The authors' core observation is that visual data contains substantial intrinsic redundancy. Experiments show that retaining only 25% of visual tokens is sufficient to maintain performance close to the full model. This redundancy provides the optimization space for adaptive inference.

Limitations of Prior Work¶

FastV / VTW: Prune or discard all visual tokens at a specific LLM layer, lacking flexibility to adapt to varying computational constraints.
PDrop: Divides the LLM into 4 stages and prunes only at stage boundaries.
LLaVA-Prumerge: Applies pruning only before the LLM using key-value pairs from the visual encoder.
These methods operate either exclusively before or exclusively within the LLM, and none supports adaptive inference (i.e., dynamically adjusting to different computational budgets).

Key Insights¶

Approximately 75% of visual tokens are redundant.
Fewer tokens per frame → more frames can be sampled → beneficial for long-video understanding.
Early LLM layers focus on cross-modal fusion while later layers focus on textual reasoning → large-scale visual token pruning is feasible in later layers.

Method¶

Overall Architecture¶

AIM comprises two core operations forming a two-stage token reduction strategy:

Token Merging (before LLM): Iteratively merges highly similar visual tokens based on embedding cosine similarity.
Token Pruning (within LLM layers): Progressively prunes unimportant visual tokens at each LLM layer using the PageRank algorithm.
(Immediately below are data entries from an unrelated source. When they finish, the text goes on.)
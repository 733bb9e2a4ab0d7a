// talk-core-client/talk-store
//
// Copyright: 2024, the talk-core-client authors
// License: Mozilla Public License v2.0 (MPL v2.0)

pub use crate::{
    Entity, KeyType, ReadTransaction, ReadableCollection, Store, StoreError, WritableCollection,
    WriteTransaction,
};
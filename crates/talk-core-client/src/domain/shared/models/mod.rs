// talk-core-client/talk-core-client
//
// Copyright: 2024, the talk-core-client authors
// License: Mozilla Public License v2.0 (MPL v2.0)

mod account_id;
mod room_id;

pub use account_id::AccountId;
pub use room_id::{InvalidRoomId, RoomId};
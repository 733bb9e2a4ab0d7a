// talk-core-client/talk-core-client
//
// Copyright: 2024, the talk-core-client authors
// License: Mozilla Public License v2.0 (MPL v2.0)

pub mod rooms;
pub mod shared;
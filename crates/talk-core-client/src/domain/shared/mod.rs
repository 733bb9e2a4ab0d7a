// talk-core-client/talk-core-client
//
// Copyright: 2024, the talk-core-client authors
// License: Mozilla Public License v2.0 (MPL v2.0)

pub mod models;
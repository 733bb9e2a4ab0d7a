// talk-core-client/talk-core-client
//
// Copyright: 2024, the talk-core-client authors
// License: Mozilla Public License v2.0 (MPL v2.0)

mod rooms_repository;

pub use rooms_repository::RoomsRepository;
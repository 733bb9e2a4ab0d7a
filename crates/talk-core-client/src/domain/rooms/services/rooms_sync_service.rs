// talk-core-client/talk-core-client
//
// Copyright: 2024, the talk-core-client authors
// License: Mozilla Public License v2.0 (MPL v2.0)

use std::sync::Arc;

use tracing::{error, info, warn};

use crate::domain::rooms::models::{Room, RoomError, RoomPayload};
use crate::domain::rooms::repos::RoomsRepository;
use crate::domain::shared::models::AccountId;

#[derive(Clone, Debug, Default, PartialEq, Eq)]
pub struct SyncSummary {
    pub merged: usize,
    pub stale: usize,
    pub failed: usize,
}

/// Applies a batch of freshly fetched room payloads to the store.
///
/// Failures are isolated per room: one malformed payload never prevents its
/// siblings from merging.
pub struct RoomsSyncService {
    rooms_repo: Arc<dyn RoomsRepository>,
}

impl RoomsSyncService {
    pub fn new(rooms_repo: Arc<dyn RoomsRepository>) -> Self {
        RoomsSyncService { rooms_repo }
    }

    pub fn apply_fetched_rooms(
        &self,
        account_id: &AccountId,
        payloads: Vec<RoomPayload>,
    ) -> SyncSummary {
        let mut summary = SyncSummary::default();

        for payload in payloads {
            let result = Room::from_payload(&payload, account_id)
                .and_then(|incoming| self.rooms_repo.merge(incoming));

            match result {
                Ok(_) => summary.merged += 1,
                Err(RoomError::StaleUpdate(id)) => {
                    info!(room = %id, "Skipped out-of-order proxied update");
                    summary.stale += 1;
                }
                Err(RoomError::Validation(reason)) => {
                    warn!(account = %account_id, reason = %reason, "Dropped malformed room payload");
                    summary.failed += 1;
                }
                Err(RoomError::Anyhow(err)) => {
                    error!(account = %account_id, "Failed to merge room: {err:#}");
                    summary.failed += 1;
                }
            }
        }

        summary
    }
}
// talk-core-client
//
// Copyright: 2024, the talk-core-client authors
// License: Mozilla Public License v2.0 (MPL v2.0)

mod room_sync;

use std::sync::Arc;

use serde_json::Value;
use talk_core_client::{
    AccountId, Room, RoomPayload, RoomsSyncService, StoreRoomsRepository,
};
use talk_store::{Entity, Store};

pub fn payload(value: Value) -> RoomPayload {
    RoomPayload::new(value.as_object().cloned().unwrap_or_default())
}

pub fn account(id: &str) -> AccountId {
    AccountId::from(id)
}

pub struct TestClient {
    pub repo: Arc<StoreRoomsRepository>,
    pub sync: RoomsSyncService,
}

impl TestClient {
    pub fn new() -> Self {
        let store = Store::open(&[Room::collection()]);
        let repo = Arc::new(StoreRoomsRepository::new(store));
        TestClient {
            sync: RoomsSyncService::new(repo.clone()),
            repo,
        }
    }
}
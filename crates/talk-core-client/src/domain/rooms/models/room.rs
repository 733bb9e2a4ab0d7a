// talk-core-client/talk-core-client
//
// Copyright: 2024, the talk-core-client authors
// License: Mozilla Public License v2.0 (MPL v2.0)

use serde::{Deserialize, Serialize};
use serde_json::Value;
use talk_store::Entity;

use crate::domain::rooms::models::{
    effective_permissions, CallRecordingState, ListableScope, LobbyState, MessageExpiration,
    NotificationLevel, ParticipantType, Permissions, ProxyHash, ReadOnlyState, RoomError,
    RoomPayload, RoomType, SipState,
};
use crate::domain::shared::models::{AccountId, RoomId};

/// One conversation's full state as known to a local account.
///
/// A record is created once via `from_payload` when a room is first observed
/// for an account and only ever changes through `merged_with` afterwards,
/// apart from collaborators writing the client-local fields directly.
#[derive(Clone, Debug, PartialEq, Serialize, Deserialize)]
pub struct Room {
    /// Derived as `accountId@token`, never mutated after creation.
    pub id: RoomId,
    pub account_id: AccountId,
    pub token: String,

    pub name: String,
    pub display_name: String,
    pub description: String,
    pub room_type: RoomType,
    pub has_password: bool,

    pub participant_type: ParticipantType,
    pub attendee_id: i64,
    pub attendee_pin: String,
    pub participant_flags: i64,
    /// The effective, server-resolved permission mask.
    pub permissions: Permissions,
    pub attendee_permissions: Permissions,
    pub call_permissions: Permissions,
    pub default_permissions: Permissions,

    pub is_favorite: bool,
    pub notification_level: NotificationLevel,
    pub notification_calls: bool,
    pub object_type: String,
    pub object_id: String,
    pub read_only_state: ReadOnlyState,
    pub listable: ListableScope,
    pub message_expiration: MessageExpiration,
    pub lobby_state: LobbyState,
    pub lobby_timer: i64,
    pub sip_state: SipState,

    pub can_enable_sip: bool,
    pub can_start_call: bool,
    pub can_leave_conversation: bool,
    pub can_delete_conversation: bool,

    pub has_call: bool,
    pub call_start_time: i64,
    pub call_recording: CallRecordingState,
    pub recording_consent: bool,

    pub unread_messages: i64,
    pub unread_mention: bool,
    pub unread_mention_direct: bool,
    pub last_read_message: i64,
    pub last_common_read_message: i64,
    pub last_activity: i64,
    pub last_message_id: Option<String>,
    /// The last message as an opaque serialized blob, decoded lazily by the
    /// messaging collaborator.
    pub last_message_payload: Option<String>,
    /// Local poll/merge timestamp, written exactly once per successful merge.
    pub last_update: i64,

    pub status: String,
    pub status_icon: String,
    pub status_message: String,
    pub avatar_version: String,
    pub is_custom_avatar: bool,

    pub remote_server: String,
    pub remote_token: String,

    // Client-local state. Never server-authoritative and preserved by merges.
    pub pending_message: String,
    pub participants: Vec<String>,
    pub last_received_proxy_hash: Option<ProxyHash>,
}

impl Entity for Room {
    type Id = RoomId;

    fn id(&self) -> &RoomId {
        &self.id
    }

    fn collection() -> &'static str {
        "rooms"
    }
}

impl Room {
    /// Builds a room from a server-delivered payload. Absent fields fall back
    /// to their documented defaults; only a missing identity fails.
    pub fn from_payload(payload: &RoomPayload, account_id: &AccountId) -> Result<Room, RoomError> {
        let token = payload.string("token");
        let id = RoomId::new(account_id, &token)?;

        let (last_message_id, last_message_payload) = match payload.raw("lastMessage") {
            Some(Value::Object(message)) if !message.is_empty() => {
                let message_id = message.get("id").map(|id| match id {
                    Value::String(value) => value.clone(),
                    other => other.to_string(),
                });
                (message_id, Some(Value::Object(message.clone()).to_string()))
            }
            _ => (None, None),
        };

        Ok(Room {
            id,
            account_id: account_id.clone(),
            token,
            name: payload.string("name"),
            display_name: payload.string("displayName"),
            description: payload.string("description"),
            room_type: RoomType::from(payload.int("type")),
            has_password: payload.bool("hasPassword"),
            participant_type: ParticipantType::from(payload.int("participantType")),
            attendee_id: payload.int("attendeeId"),
            attendee_pin: payload.string("attendeePin"),
            participant_flags: payload.int("participantFlags"),
            permissions: Permissions::from_payload_value(payload.int("permissions")),
            attendee_permissions: Permissions::from_payload_value(
                payload.int("attendeePermissions"),
            ),
            call_permissions: Permissions::from_payload_value(payload.int("callPermissions")),
            default_permissions: Permissions::from_payload_value(payload.int("defaultPermissions")),
            is_favorite: payload.bool("isFavorite"),
            notification_level: NotificationLevel::from(payload.int("notificationLevel")),
            notification_calls: payload.bool("notificationCalls"),
            object_type: payload.string("objectType"),
            object_id: payload.string("objectId"),
            read_only_state: ReadOnlyState::from(payload.int("readOnlyState")),
            listable: ListableScope::from(payload.int("listable")),
            message_expiration: MessageExpiration::from(payload.int("messageExpiration")),
            lobby_state: LobbyState::from(payload.int("lobbyState")),
            lobby_timer: payload.int("lobbyTimer"),
            sip_state: SipState::from(payload.int("sipState")),
            can_enable_sip: payload.bool("canEnableSIP"),
            can_start_call: payload.bool("canStartCall"),
            can_leave_conversation: payload.bool("canLeaveConversation"),
            can_delete_conversation: payload.bool("canDeleteConversation"),
            has_call: payload.bool("hasCall"),
            call_start_time: payload.int("callStartTime"),
            call_recording: CallRecordingState::from(payload.int("callRecording")),
            recording_consent: payload.bool("recordingConsent"),
            unread_messages: payload.int("unreadMessages"),
            unread_mention: payload.bool("unreadMention"),
            unread_mention_direct: payload.bool("unreadMentionDirect"),
            last_read_message: payload.int("lastReadMessage"),
            last_common_read_message: payload.int("lastCommonReadMessage"),
            last_activity: payload.int("lastActivity"),
            last_message_id,
            last_message_payload,
            last_update: 0,
            status: payload.string("status"),
            status_icon: payload.string("statusIcon"),
            status_message: payload.string("statusMessage"),
            avatar_version: payload.string("avatarVersion"),
            is_custom_avatar: payload.bool("isCustomAvatar"),
            remote_server: payload.string("remoteServer"),
            remote_token: payload.string("remoteToken"),
            pending_message: String::new(),
            participants: payload.strings("participants"),
            last_received_proxy_hash: payload.opt_string("lastReceivedProxyHash").map(Into::into),
        })
    }

    /// Merges a freshly fetched room into the persisted state of the same
    /// room.
    ///
    /// Server-owned fields are overwritten unconditionally; client-local
    /// fields survive unless the incoming entity explicitly carries a
    /// non-default value for them. For federated rooms an out-of-order
    /// proxied update is rejected with `StaleUpdate` and the existing state
    /// stays untouched.
    ///
    /// The function is pure over its inputs; `now` is the timestamp recorded
    /// as `last_update` on success.
    pub fn merged_with(
        existing: Option<&Room>,
        incoming: Room,
        now: i64,
    ) -> Result<Room, RoomError> {
        let Some(existing) = existing else {
            let mut room = incoming;
            room.last_update = now;
            return Ok(room);
        };

        if existing.id != incoming.id {
            return Err(RoomError::Validation(format!(
                "cannot merge {} into {}",
                incoming.id, existing.id
            )));
        }

        if !existing.remote_server.is_empty() {
            if let (Some(recorded), Some(received)) = (
                &existing.last_received_proxy_hash,
                &incoming.last_received_proxy_hash,
            ) {
                if received <= recorded {
                    return Err(RoomError::StaleUpdate(existing.id.clone()));
                }
            }
        }

        let mut room = incoming;
        room.pending_message = existing.pending_message.clone();
        if room.participants.is_empty() {
            room.participants = existing.participants.clone();
        }
        // The recorded hash only ever advances, federated or not.
        if let Some(recorded) = &existing.last_received_proxy_hash {
            match &room.last_received_proxy_hash {
                Some(received) if received > recorded => {}
                _ => room.last_received_proxy_hash = Some(recorded.clone()),
            }
        }
        room.last_update = now;
        Ok(room)
    }
}

impl Room {
    pub fn effective_permissions(&self) -> Permissions {
        effective_permissions(
            self.default_permissions,
            self.attendee_permissions,
            self.call_permissions,
        )
    }

    pub fn can_join_call(&self) -> bool {
        self.effective_permissions().contains(Permissions::JOIN_CALL)
    }

    /// Bit test on the resolved mask, as opposed to the stored server flag
    /// `can_start_call`.
    pub fn has_start_call_permission(&self) -> bool {
        self.effective_permissions()
            .contains(Permissions::START_CALL)
    }

    pub fn can_ignore_lobby(&self) -> bool {
        self.effective_permissions()
            .contains(Permissions::IGNORE_LOBBY)
    }

    pub fn can_publish_audio(&self) -> bool {
        self.effective_permissions()
            .contains(Permissions::PUBLISH_AUDIO)
    }

    pub fn can_publish_video(&self) -> bool {
        self.effective_permissions()
            .contains(Permissions::PUBLISH_VIDEO)
    }

    pub fn can_publish_screen(&self) -> bool {
        self.effective_permissions()
            .contains(Permissions::PUBLISH_SCREEN)
    }

    pub fn can_chat(&self) -> bool {
        self.effective_permissions().contains(Permissions::CHAT)
    }

    pub fn is_federated(&self) -> bool {
        !self.remote_server.is_empty()
    }

    pub fn is_lobby_restricted(&self) -> bool {
        self.lobby_state == LobbyState::ModeratorsOnly
            && !self.participant_type.is_moderator()
            && !self.can_ignore_lobby()
    }
}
Key design principle: training-free — directly applied to the inference process of pretrained models without any additional training.

Key Design 1: Token Merging before LLM¶

Given visual tokens \(v_0 \in \mathbb{R}^{N_0 \times D}\) at the LLM input, the following iterative merging procedure is applied:

Partition neighboring tokens into sets A and B.
Compute cosine similarity between each token in A and all tokens in B.
Find the most similar match in B for each token in A.
Merge the most similar token pairs by averaging their embeddings.
Each iteration reduces the token count by at most half; repeating for multiple iterations (e.g., 2) achieves the target retention ratio.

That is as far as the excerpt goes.